## SUPPLIED RECORDS
=== Begin Enclosure ===

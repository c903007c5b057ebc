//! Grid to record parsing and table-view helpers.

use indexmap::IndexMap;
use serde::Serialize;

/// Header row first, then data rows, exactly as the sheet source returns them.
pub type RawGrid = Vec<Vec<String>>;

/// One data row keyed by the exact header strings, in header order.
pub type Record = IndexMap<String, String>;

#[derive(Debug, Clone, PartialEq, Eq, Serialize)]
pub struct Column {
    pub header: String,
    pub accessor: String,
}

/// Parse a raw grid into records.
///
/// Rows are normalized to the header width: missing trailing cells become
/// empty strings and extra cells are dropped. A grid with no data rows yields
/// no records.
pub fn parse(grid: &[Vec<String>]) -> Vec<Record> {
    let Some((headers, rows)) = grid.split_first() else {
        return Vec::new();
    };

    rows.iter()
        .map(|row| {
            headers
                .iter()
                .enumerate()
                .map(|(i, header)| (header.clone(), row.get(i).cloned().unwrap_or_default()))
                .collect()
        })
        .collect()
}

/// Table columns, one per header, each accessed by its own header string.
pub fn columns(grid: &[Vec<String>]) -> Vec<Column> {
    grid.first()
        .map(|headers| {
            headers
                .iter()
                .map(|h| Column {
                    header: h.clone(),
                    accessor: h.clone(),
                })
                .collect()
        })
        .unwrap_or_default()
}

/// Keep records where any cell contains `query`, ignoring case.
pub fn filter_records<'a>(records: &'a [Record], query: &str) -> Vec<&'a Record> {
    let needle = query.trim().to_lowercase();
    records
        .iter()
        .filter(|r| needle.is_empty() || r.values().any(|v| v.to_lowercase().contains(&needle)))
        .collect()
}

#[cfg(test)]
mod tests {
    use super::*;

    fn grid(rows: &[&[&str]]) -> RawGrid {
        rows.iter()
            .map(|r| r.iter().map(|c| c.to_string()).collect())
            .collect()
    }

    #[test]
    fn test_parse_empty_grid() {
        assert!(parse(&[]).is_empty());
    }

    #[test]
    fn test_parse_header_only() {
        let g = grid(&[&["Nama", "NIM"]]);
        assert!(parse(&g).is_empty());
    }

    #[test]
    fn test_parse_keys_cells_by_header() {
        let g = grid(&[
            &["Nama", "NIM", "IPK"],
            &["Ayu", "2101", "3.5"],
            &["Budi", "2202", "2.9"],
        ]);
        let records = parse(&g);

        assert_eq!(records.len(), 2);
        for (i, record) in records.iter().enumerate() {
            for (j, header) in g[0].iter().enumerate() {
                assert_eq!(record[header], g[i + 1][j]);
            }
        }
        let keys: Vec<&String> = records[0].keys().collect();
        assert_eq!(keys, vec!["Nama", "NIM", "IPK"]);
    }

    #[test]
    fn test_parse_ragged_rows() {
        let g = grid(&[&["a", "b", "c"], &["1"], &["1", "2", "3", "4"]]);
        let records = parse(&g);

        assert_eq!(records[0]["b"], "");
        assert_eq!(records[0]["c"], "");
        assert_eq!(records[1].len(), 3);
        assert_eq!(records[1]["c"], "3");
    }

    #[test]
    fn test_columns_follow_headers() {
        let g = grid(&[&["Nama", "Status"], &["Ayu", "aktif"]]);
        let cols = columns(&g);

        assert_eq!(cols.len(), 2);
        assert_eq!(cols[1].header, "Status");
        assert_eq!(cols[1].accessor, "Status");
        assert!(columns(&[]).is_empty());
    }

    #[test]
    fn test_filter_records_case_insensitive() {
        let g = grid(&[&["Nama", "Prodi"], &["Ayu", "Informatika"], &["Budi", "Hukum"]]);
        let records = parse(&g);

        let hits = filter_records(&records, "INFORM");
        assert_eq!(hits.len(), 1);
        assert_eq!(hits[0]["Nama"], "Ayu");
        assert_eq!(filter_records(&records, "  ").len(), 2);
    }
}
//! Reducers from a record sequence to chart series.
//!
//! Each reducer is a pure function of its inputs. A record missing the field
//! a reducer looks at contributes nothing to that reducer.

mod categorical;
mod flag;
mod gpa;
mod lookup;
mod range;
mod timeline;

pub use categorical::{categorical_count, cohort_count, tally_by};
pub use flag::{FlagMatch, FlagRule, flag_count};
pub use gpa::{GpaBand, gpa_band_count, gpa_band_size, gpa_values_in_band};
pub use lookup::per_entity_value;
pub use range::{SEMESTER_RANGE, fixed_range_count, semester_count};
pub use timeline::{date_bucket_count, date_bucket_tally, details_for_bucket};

=== End Enclosure ===
=== Begin Enclosure ===

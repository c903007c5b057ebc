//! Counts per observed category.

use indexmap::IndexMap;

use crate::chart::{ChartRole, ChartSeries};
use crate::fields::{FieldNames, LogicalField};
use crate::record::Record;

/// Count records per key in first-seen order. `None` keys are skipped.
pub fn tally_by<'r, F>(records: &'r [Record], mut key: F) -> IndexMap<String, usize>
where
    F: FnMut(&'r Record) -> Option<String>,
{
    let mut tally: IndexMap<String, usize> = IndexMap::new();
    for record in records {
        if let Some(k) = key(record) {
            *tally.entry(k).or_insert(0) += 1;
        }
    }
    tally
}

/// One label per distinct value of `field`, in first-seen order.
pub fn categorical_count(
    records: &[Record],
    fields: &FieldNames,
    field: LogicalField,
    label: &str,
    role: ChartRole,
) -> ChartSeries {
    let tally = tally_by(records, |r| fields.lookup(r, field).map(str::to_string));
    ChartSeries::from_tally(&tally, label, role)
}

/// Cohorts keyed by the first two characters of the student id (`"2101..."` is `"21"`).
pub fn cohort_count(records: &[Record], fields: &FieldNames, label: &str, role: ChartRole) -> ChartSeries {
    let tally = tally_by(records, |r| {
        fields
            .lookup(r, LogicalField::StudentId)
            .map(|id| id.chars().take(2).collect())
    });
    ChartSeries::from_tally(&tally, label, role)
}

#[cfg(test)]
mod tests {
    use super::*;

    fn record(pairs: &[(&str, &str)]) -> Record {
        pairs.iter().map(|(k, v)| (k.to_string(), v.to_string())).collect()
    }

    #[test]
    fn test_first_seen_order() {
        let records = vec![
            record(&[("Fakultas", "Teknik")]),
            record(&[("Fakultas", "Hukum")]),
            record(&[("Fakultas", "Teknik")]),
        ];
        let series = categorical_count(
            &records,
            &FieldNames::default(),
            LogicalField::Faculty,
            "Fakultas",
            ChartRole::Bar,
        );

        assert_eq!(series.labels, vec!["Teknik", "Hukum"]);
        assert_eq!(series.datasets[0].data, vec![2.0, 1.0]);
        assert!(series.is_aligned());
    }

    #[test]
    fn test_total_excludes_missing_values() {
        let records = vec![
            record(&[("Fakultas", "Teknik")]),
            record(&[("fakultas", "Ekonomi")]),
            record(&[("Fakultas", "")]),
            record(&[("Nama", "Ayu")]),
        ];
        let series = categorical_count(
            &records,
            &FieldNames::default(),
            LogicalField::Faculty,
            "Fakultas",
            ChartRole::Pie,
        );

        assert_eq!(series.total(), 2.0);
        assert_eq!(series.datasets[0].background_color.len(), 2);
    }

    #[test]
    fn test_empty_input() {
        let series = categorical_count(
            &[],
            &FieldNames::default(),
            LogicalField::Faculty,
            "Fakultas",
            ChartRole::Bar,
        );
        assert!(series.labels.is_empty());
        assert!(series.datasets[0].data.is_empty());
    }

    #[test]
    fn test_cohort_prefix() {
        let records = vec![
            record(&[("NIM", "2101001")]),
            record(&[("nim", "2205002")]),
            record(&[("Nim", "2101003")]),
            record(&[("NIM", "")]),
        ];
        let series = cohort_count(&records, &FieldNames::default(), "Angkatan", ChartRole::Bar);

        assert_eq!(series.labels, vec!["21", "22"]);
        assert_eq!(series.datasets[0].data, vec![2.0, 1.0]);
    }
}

=== End Enclosure ===
=== Begin Enclosure ===

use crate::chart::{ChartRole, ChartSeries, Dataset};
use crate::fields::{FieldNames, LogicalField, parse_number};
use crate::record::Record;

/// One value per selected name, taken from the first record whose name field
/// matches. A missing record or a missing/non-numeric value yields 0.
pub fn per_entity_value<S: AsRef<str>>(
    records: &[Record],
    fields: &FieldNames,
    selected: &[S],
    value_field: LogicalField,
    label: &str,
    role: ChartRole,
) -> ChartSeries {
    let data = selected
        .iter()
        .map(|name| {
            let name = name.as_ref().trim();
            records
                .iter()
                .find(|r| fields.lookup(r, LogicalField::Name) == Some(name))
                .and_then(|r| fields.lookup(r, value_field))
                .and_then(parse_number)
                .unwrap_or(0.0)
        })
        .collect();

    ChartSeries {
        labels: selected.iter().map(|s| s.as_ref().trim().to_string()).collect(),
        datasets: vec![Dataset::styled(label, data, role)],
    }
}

=== End Enclosure ===

## AIM OF THE TASK
Check each line of the entries, and copy the ones that contain "IndexMap".

## EXPECTED ANSWER
use indexmap::IndexMap;
pub type Record = IndexMap<String, String>;
use indexmap::IndexMap;
pub fn tally_by<'r, F>(records: &'r [Record], mut key: F) -> IndexMap<String, usize>
    let mut tally: IndexMap<String, usize> = IndexMap::new();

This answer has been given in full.